> _Records to use_
# # #

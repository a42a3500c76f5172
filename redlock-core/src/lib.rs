//! # redlock-core
//!
//! Client-side Redlock: mutually exclusive, time-bounded locks held on a
//! majority of independent key-value store instances that never talk to
//! each other. Provides the quorum round, clock-drift compensation,
//! jittered retries and best-effort release.
//!
//! The lock is only as safe as its operating assumptions: bounded clock
//! drift between the caller and the stores, and no process pause between
//! acquiring a lock and using the resource that outlasts the drift margin.
//! It is not a consensus protocol.

pub mod clock;
pub mod config;
pub mod error;
pub mod infrastructure;
#[path = "infrastructure_in_memory.rs"]
pub mod infrastructure_in_memory;
#[cfg(feature = "redis")]
#[path = "infrastructure_redis.rs"]
pub mod infrastructure_redis;
#[cfg(feature = "sqlite")]
#[path = "infrastructure_sqlite.rs"]
pub mod infrastructure_sqlite;
pub mod manager;
pub mod quorum;
pub mod types;

pub use config::{ManagerOptions, RedlockConfig, RetryPolicy, StoreEndpoint};
pub use error::{RedlockError, StoreError};
pub use infrastructure::LockStore;
pub use manager::LockManager;
pub use types::{Lock, OwnerToken};

#[cfg(test)]
mod config_test;
#[cfg(test)]
mod quorum_test;
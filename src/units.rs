//! Unit conversion factors (Rydberg atomic units).

/// Rydberg to cm⁻¹
pub const RY_TO_CM: f64 = 109691.40235;
/// Rydberg to meV
pub const RY_TO_MEV: f64 = 13605.698066;
/// Ry/bohr³ to GPa
pub const RY_BOHR3_TO_GPA: f64 = 14710.513242194795;
/// Kelvin to Rydberg (Boltzmann constant)
pub const K_TO_RY: f64 = 6.336857346553283e-06;
/// Bohr radius in Å
pub const BOHR_TO_ANGSTROM: f64 = 0.52917721067;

# # #

> _Action item_
The records above should be restated exactly, line for line.

> _Solved exercise_
repository a42a3500c76f5172
filename redlock-core/src/lib.rs
//! # redlock-core
//!
//! Client-side Redlock: mutually exclusive, time-bounded locks held on a
//! majority of independent key-value store instances that never talk to
//! each other. Provides the quorum round, clock-drift compensation,
//! jittered retries and best-effort release.
//!
//! The lock is only as safe as its operating assumptions: bounded clock
//! drift between the caller and the stores, and no process pause between
//! acquiring a lock and using the resource that outlasts the drift margin.
//! It is not a consensus protocol.

pub mod clock;
pub mod config;
pub mod error;
pub mod infrastructure;
#[path = "infrastructure_in_memory.rs"]
pub mod infrastructure_in_memory;
#[cfg(feature = "redis")]
#[path = "infrastructure_redis.rs"]
pub mod infrastructure_redis;
#[cfg(feature = "sqlite")]
#[path = "infrastructure_sqlite.rs"]
pub mod infrastructure_sqlite;
pub mod manager;
pub mod quorum;
pub mod types;

pub use config::{ManagerOptions, RedlockConfig, RetryPolicy, StoreEndpoint};
pub use error::{RedlockError, StoreError};
pub use infrastructure::LockStore;
pub use manager::LockManager;
pub use types::{Lock, OwnerToken};

#[cfg(test)]
mod config_test;
#[cfg(test)]
mod quorum_test;
filename src/units.rs
//! Unit conversion factors (Rydberg atomic units).

/// Rydberg to cm⁻¹
pub const RY_TO_CM: f64 = 109691.40235;
/// Rydberg to meV
pub const RY_TO_MEV: f64 = 13605.698066;
/// Ry/bohr³ to GPa
pub const RY_BOHR3_TO_GPA: f64 = 14710.513242194795;
/// Kelvin to Rydberg (Boltzmann constant)
pub const K_TO_RY: f64 = 6.336857346553283e-06;
/// Bohr radius in Å
pub const BOHR_TO_ANGSTROM: f64 = 0.52917721067;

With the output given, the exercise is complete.